Handling Moodle database load - a solution!

Handling Moodle database load - a solution!

by Nitin Parmar -
Number of replies: 9
Recently, at the University of Bath, we've really been struggling with service performance with our MySQL-backed Moodle 1.9.7+ installation.

We've been aware that the recent poor, perhaps inconsistent, service performance has been a major issue for all users and have been working hard as a team to try to deal with such issues and to find ways to improve the user experience. This has been indicated within posts on our Moodle service blog.

A recent post on the blog indicated that we've turned a real corner with performance, so I wanted to post to this forum to elaborate on the work that we've done, and to share our solution with the community.

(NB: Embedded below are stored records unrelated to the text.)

//! Security Module
//!
//! 入力ファイルに対するセキュリティ対策を実装するモジュール。
//! DOCXテンプレート（ZIPアーカイブ）のZIP bomb攻撃やパストラバーサル攻撃への対策を提供します。

/// セキュリティ設定
///
/// ファイル処理時のセキュリティ制限を定義します。
#[derive(Debug, Clone)]
pub(crate) struct SecurityConfig {
    /// 展開後の最大サイズ（バイト）
    /// デフォルト: 1GB (1_073_741_824 bytes)
    pub max_decompressed_size: u64,
    /// ZIPアーカイブ内の最大ファイル数
    /// デフォルト: 10000
    pub max_file_count: usize,
    /// 単一ファイルの最大サイズ（バイト）
    /// デフォルト: 100MB (104_857_600 bytes)
    pub max_file_size: u64,
    /// 入力ファイルの最大サイズ（バイト）
    /// デフォルト: 2GB (2_147_483_648 bytes)
    pub max_input_file_size: u64,
}

impl Default for SecurityConfig {
    fn default() -> Self {
        Self {
            max_decompressed_size: 1_073_741_824, // 1GB
            max_file_count: 10_000,
            max_file_size: 104_857_600,         // 100MB
            max_input_file_size: 2_147_483_648, // 2GB
        }
    }
}

impl SecurityConfig {
    /// 展開後サイズの累計に1エントリ分を加算し、上限を検証する
    ///
    /// # 戻り値
    ///
    /// * `Ok(u64)` - 加算後の累計
    /// * `Err(String)` - エントリまたは累計が上限を超えた場合
    pub fn account_entry(&self, name: &str, size: u64, total: u64) -> Result<u64, String> {
        if size > self.max_file_size {
            return Err(format!(
                "File '{}' exceeds maximum size: {} bytes (max: {} bytes)",
                name, size, self.max_file_size
            ));
        }

        let total = total
            .checked_add(size)
            .ok_or_else(|| "Total decompressed size calculation overflow".to_string())?;

        if total > self.max_decompressed_size {
            return Err(format!(
                "Total decompressed size exceeds maximum: {} bytes (max: {} bytes)",
                total, self.max_decompressed_size
            ));
        }

        Ok(total)
    }
}

/// ファイルパスの検証
///
/// パストラバーサル攻撃を防ぐため、ZIPエントリのパスを検証します。
///
/// # 戻り値
///
/// * `Ok(())` - パスが安全な場合
/// * `Err(String)` - パスが危険な場合（`..`や絶対パスを含む）
pub(crate) fn validate_zip_path(path: &str) -> Result<(), String> {
    if path.is_empty() {
        return Err("Empty path is not allowed".to_string());
    }

    // 絶対パスを拒否（Windows形式の`C:\`やUnix形式の`/`で始まるパス）
    if path.starts_with('/') || path.starts_with("C:\\") || path.starts_with("c:\\") {
        return Err(format!("Absolute path is not allowed: {}", path));
    }

    if path.split('/').any(|segment| segment == "..") {
        return Err(format!("Path traversal detected: {}", path));
    }

    if path.contains('\\') {
        return Err(format!("Backslash in path is not allowed: {}", path));
    }

    Ok(())
}
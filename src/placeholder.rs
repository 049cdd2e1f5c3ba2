//! Placeholder Module
//!
//! ファイル名テンプレート中の`{列名}`プレースホルダーを抽出・検証するモジュール。

use regex::Regex;
use std::sync::OnceLock;

/// `{...}`を最短一致で捕捉するパターン
fn placeholder_pattern() -> &'static Regex {
    static PATTERN: OnceLock<Regex> = OnceLock::new();
    PATTERN.get_or_init(|| Regex::new(r"\{(.+?)\}").expect("placeholder pattern is valid"))
}

/// テンプレートからプレースホルダー名を左から順に抽出する
///
/// 各名前の前後の空白は除去されます。重複は除去しません。
/// プレースホルダーがない場合は空のベクターを返します。
///
/// # 使用例
///
/// ```rust
/// use docxmerge::extract_placeholders;
///
/// assert_eq!(
///     extract_placeholders("{ Name } - {Amount} - {Name}"),
///     vec!["Name", "Amount", "Name"]
/// );
/// ```
pub fn extract_placeholders(template: &str) -> Vec<String> {
    placeholder_pattern()
        .captures_iter(template)
        .filter_map(|caps| caps.get(1))
        .map(|m| m.as_str().trim().to_string())
        .collect()
}

/// 表データに存在しないプレースホルダー名を返す
///
/// # 引数
///
/// * `template` - ファイル名テンプレート
/// * `columns` - 表データの列名
///
/// # 戻り値
///
/// 未知の名前（出現順、重複あり）。空であればすべて解決可能です。
pub fn unknown_columns<'a, I>(template: &str, columns: I) -> Vec<String>
where
    I: IntoIterator<Item = &'a str>,
{
    let columns: Vec<&str> = columns.into_iter().collect();
    extract_placeholders(template)
        .into_iter()
        .filter(|name| !columns.contains(&name.as_str()))
        .collect()
}

/// テンプレート中の`{name}`を値で置換する
///
/// プレースホルダー内の前後空白は無視して名前を照合します。
/// `lookup`が`None`を返した場合、プレースホルダーはそのまま残ります。
pub(crate) fn substitute<'a, F>(template: &str, mut lookup: F) -> String
where
    F: FnMut(&str) -> Option<&'a str>,
{
    placeholder_pattern()
        .replace_all(template, |caps: &regex::Captures<'_>| {
            let name = caps[1].trim();
            match lookup(name) {
                Some(value) => value.to_string(),
                None => caps[0].to_string(),
            }
        })
        .into_owned()
}
//! Parser Module
//!
//! 入力ファイルの解析を担当するモジュール。
//! 表データ（XLSX/XLS/ODS）の読み込みはcalamine、
//! Wordテンプレート（DOCX）の解析はzipとquick-xmlで行います。

mod document;
mod workbook;

pub use document::DocxTemplate;
pub(crate) use workbook::load_dataset;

Last Monday (22nd February) was a particularly bad day in terms of performance. This was down to a combination of factors, namely:
  • Monday's are the busiest day of the week in terms of usage. I recently showed a graph at a Moodle Advisory Group meeting which indicated this - slide 5 at http://go.bath.ac.uk/fltx. The key thing to notice is the spike at the start of each week.
  • We identified that one department had four submission deadlines for Monday, where hundreds of students were submitting work online. This had a rather large impact on the database server. [I've since spoken to the department, and asked if they might be able to consider staggering submission dates. Not a longer term or scalable solution, but it'd certainly help in the short/medium term].
  • The same department had a couple of hundred students logging into Moodle at the start of an "open week".
All these factors combined, made Moodle crawl for most of the day (11.30am - 6pm, at least) and close to unusable.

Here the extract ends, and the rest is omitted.